Data entries:
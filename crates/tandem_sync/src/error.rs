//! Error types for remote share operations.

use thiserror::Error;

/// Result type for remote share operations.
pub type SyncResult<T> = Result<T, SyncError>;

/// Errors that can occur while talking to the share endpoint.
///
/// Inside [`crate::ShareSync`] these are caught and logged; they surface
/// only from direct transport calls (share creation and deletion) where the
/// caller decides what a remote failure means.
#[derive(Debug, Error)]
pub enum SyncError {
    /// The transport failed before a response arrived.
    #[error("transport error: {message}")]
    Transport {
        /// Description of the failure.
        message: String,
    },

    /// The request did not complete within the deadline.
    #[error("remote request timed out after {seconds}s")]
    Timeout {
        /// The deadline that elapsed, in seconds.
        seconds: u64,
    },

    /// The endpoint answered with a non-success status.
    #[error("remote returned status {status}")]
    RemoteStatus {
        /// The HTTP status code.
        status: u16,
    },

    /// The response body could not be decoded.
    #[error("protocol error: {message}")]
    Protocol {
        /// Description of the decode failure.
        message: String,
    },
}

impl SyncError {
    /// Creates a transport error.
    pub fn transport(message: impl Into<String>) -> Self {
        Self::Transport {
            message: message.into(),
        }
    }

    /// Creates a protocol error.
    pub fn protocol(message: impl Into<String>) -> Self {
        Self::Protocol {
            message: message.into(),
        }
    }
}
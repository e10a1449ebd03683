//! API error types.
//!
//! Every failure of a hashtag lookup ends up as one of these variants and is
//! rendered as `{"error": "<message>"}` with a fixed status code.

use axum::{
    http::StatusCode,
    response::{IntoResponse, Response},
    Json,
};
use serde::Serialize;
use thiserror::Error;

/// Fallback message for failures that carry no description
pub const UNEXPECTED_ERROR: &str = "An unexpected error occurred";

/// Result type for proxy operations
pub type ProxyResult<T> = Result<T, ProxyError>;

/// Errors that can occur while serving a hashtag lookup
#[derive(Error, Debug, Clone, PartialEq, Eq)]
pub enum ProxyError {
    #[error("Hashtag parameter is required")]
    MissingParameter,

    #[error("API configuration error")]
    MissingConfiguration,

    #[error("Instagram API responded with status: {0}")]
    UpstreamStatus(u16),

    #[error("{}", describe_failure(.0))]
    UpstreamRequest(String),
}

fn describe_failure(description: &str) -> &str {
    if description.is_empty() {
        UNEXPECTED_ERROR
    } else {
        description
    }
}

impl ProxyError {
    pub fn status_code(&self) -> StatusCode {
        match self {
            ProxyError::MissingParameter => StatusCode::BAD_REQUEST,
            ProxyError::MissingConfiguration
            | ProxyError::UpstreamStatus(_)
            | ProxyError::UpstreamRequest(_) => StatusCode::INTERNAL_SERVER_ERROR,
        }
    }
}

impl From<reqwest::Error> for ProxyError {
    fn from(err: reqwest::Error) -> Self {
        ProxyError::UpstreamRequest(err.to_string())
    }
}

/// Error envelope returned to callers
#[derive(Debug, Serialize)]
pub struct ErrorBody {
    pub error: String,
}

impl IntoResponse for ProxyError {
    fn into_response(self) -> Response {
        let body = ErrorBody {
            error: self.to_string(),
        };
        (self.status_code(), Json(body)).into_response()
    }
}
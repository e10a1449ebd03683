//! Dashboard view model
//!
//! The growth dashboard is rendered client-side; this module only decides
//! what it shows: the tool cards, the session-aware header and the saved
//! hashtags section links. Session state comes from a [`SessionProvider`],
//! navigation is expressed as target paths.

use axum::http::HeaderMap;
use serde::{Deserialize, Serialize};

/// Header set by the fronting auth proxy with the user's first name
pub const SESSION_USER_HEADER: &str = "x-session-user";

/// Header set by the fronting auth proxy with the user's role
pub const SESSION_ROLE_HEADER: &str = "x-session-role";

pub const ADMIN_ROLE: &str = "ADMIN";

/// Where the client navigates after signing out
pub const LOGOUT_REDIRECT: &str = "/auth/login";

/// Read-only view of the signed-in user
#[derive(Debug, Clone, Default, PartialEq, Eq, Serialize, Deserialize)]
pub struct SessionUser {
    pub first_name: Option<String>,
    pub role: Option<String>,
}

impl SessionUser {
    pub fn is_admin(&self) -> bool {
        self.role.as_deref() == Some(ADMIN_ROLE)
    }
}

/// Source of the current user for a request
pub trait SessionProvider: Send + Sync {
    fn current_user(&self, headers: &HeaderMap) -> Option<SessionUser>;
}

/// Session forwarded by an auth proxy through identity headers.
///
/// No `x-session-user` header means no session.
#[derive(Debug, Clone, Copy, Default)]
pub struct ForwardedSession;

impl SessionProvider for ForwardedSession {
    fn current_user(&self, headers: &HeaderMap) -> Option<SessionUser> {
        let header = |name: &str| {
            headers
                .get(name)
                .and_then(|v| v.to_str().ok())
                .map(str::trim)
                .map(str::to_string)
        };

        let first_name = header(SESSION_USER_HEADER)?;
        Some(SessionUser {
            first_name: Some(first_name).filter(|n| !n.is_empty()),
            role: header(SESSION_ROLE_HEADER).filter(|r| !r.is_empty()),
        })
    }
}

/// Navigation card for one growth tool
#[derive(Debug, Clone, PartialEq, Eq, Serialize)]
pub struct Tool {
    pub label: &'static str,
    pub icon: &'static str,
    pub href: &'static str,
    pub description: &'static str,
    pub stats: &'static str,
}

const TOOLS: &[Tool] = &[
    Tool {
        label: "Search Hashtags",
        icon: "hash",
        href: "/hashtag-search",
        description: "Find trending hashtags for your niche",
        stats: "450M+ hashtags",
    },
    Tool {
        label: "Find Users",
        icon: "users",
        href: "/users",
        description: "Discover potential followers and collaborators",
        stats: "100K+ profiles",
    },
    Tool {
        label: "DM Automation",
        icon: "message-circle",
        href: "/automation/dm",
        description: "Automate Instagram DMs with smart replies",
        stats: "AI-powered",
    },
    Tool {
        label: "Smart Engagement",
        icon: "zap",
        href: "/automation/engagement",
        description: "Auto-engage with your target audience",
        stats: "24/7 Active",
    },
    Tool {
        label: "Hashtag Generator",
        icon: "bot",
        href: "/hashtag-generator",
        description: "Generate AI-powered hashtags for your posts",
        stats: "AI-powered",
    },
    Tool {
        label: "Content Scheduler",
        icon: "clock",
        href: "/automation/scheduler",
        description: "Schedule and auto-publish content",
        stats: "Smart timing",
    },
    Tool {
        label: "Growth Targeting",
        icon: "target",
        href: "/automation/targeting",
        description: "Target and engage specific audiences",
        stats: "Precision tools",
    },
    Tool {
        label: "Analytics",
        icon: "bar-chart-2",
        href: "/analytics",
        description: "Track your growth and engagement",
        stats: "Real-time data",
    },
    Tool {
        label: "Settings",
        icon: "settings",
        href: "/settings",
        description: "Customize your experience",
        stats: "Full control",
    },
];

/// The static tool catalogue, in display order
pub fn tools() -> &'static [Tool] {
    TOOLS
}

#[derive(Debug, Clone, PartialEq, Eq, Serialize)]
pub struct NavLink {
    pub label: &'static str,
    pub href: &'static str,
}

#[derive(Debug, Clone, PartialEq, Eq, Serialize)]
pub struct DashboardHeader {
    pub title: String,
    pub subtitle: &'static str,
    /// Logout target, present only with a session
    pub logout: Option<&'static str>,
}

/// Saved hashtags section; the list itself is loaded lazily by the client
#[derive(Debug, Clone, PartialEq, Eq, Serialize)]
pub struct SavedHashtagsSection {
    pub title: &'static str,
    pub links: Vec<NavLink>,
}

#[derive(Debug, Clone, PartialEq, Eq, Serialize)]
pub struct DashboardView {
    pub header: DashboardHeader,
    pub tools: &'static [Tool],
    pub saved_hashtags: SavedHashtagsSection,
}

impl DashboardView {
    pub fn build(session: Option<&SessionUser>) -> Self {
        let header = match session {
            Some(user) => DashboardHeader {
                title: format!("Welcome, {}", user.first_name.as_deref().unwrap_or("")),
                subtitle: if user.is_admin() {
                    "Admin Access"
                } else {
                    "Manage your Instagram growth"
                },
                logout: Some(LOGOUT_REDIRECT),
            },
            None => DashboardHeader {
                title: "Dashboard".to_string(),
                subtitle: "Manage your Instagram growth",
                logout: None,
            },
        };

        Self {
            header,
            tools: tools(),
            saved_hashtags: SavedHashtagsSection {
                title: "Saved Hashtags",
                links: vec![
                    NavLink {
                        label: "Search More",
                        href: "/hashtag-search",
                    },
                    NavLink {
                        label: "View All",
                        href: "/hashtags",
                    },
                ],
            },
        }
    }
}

> _Exercise_: Throughout the records above, find the lines in which the word "seconds" appears and return them.

> _Completed task_:
    #[error("remote request timed out after {seconds}s")]
        /// The deadline that elapsed, in seconds.
        seconds: u64,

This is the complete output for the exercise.